Engineering a positive feedback loop (PFL) for augmenting the output of the Pu/XylR regulatory node

As shown in Figure 3d, the data indicate that decreasing intracellular XylR by changing the xylR 5′-UTR sequence caused a reduction of Pu response to m-xylene by approximately 50%. It is thus plausible that the intracellular levels of the regulator determine the capacity (i.e., the maximum output) of the promoter. As the intracellular level of XylR under its native transcriptional control [13] is small and tends to decrease upon induction with aromatic effectors ([10] and Figure 3a and 3b), we wondered how making xylR transcription subject to a PFL (instead of the extant negative auto-regulation, Figure 2a) could affect the sensitivity and the capacity of the regulatory node to m-xylene and 3MBA. Positive auto-regulatory loops are prone to off/on expression patterns [30], [31] in a very TF concentration-sensitive fashion [32], [33]. We reasoned it would be possible to find a window of xylR expression that could trigger the on state with the optimal effector and leave the loop with 3MBA in the off state.

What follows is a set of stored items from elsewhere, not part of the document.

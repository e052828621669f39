// src/events.rs
//
// Shared value types for the decode/apply path. Everything here is Copy and
// allocation-free; packet payload ownership lives in pool::Pkt.

use serde::{Deserialize, Serialize};

/// Dense symbol id assigned by the symbol table. 0 is reserved ("none" for
/// lookups, "all symbols" in subscriptions, "unchanged" in Replace events).
pub type SymbolId = u16;

#[derive(Debug, Clone, Copy, PartialEq, Eq, Serialize, Deserialize)]
pub enum Side {
    Bid,
    Ask,
}

impl Side {
    #[inline]
    pub fn opposite(self) -> Side {
        match self {
            Side::Bid => Side::Ask,
            Side::Ask => Side::Bid,
        }
    }
}

/// Decoded order-book-affecting ITCH event.
#[derive(Debug, Clone, Copy, PartialEq, Eq)]
pub enum Event {
    Add {
        order_id: u64,
        side: Side,
        qty: u32,
        px: u32,
        sym: SymbolId,
    },
    Execute {
        order_id: u64,
        exec_qty: u32,
    },
    Cancel {
        order_id: u64,
        qty: u32,
    },
    Delete {
        order_id: u64,
    },
    /// `sym == 0` means "symbol unchanged"; the apply layer resolves it from
    /// the original order id.
    Replace {
        old_id: u64,
        new_id: u64,
        qty: u32,
        px: u32,
        sym: SymbolId,
    },
}

/// Inline copy of a single ITCH message, sized for the largest layout we
/// recognise. Used by the arbiter's gap buffer so out-of-order messages
/// never touch the heap.
#[derive(Debug, Clone, Copy)]
pub struct SmallMsg {
    pub len: u32,
    pub bytes: [u8; 64],
}

impl SmallMsg {
    #[inline]
    pub fn copy_from(data: &[u8]) -> Self {
        let mut m = SmallMsg { len: 0, bytes: [0u8; 64] };
        let n = data.len().min(m.bytes.len());
        m.bytes[..n].copy_from_slice(&data[..n]);
        m.len = n as u32;
        m
    }

    #[inline]
    pub fn as_slice(&self) -> &[u8] {
        &self.bytes[..self.len as usize]
    }
}

impl Default for SmallMsg {
    fn default() -> Self {
        SmallMsg { len: 0, bytes: [0u8; 64] }
    }
}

The first attempt in this direction involved the replacement of the native xylR promoter (Pr) by Pu, the promoter that is triggered by effector-bound XylR (Figure 4a). To this end, the same Pu sequence employed to construct the Pu-luxCDABE reporter was amplified with PCR primers and placed in front of a promoterless xylR gene preceded by the modified 5′-UTR [28] discussed above. The resulting expression device was then inserted at the attTn7 site of the reporter P. putida chromosome (Figure 4b) [25], as described in the Materials and Methods to generate P. putida Pu·RBX. Note that this strain is entirely isogenic to P. putida Pr·RBX except that the xylR gene is expressed through Pu and not through Pr. This configuration changes the connectivity of the Pu/XylR node from a negative auto-inhibition device (Figure 2a) to a PFL (Figure 4a). To verify that such a modification in fact transforms the expression pattern of XylR in vivo, we used a Western blot to assay the accumulation of the protein in the reference strain (P. putida BX) and in P. putida Pu·RBX in the presence and absence of m-xylene. As shown in Figure 4c, the non-induced P. putida BX expressed XylR at low levels with a tendency to accumulate at later growth stages [34]. As expected, exposure to m-xylene under the same conditions resulted in lower XylR levels that appeared to decrease over time. The situation with the strain engineered with a forward loop (P. putida Pu·RBX) was similar under non-induced conditions but entirely different when cells were exposed to m-xylene. As shown in Figure 4c (bottom), the intracellular concentration of XylR quickly increased after one hour of induction, reaching very high levels at later growth stages. This experiment demonstrated not only that the positive loop engineered for expression of xylR worked as predicted but also that the effect of m-xylene on Pu was enough to switch the state of the loop to from low to high activity (see 0 h vs. 5 h of Figure 4c).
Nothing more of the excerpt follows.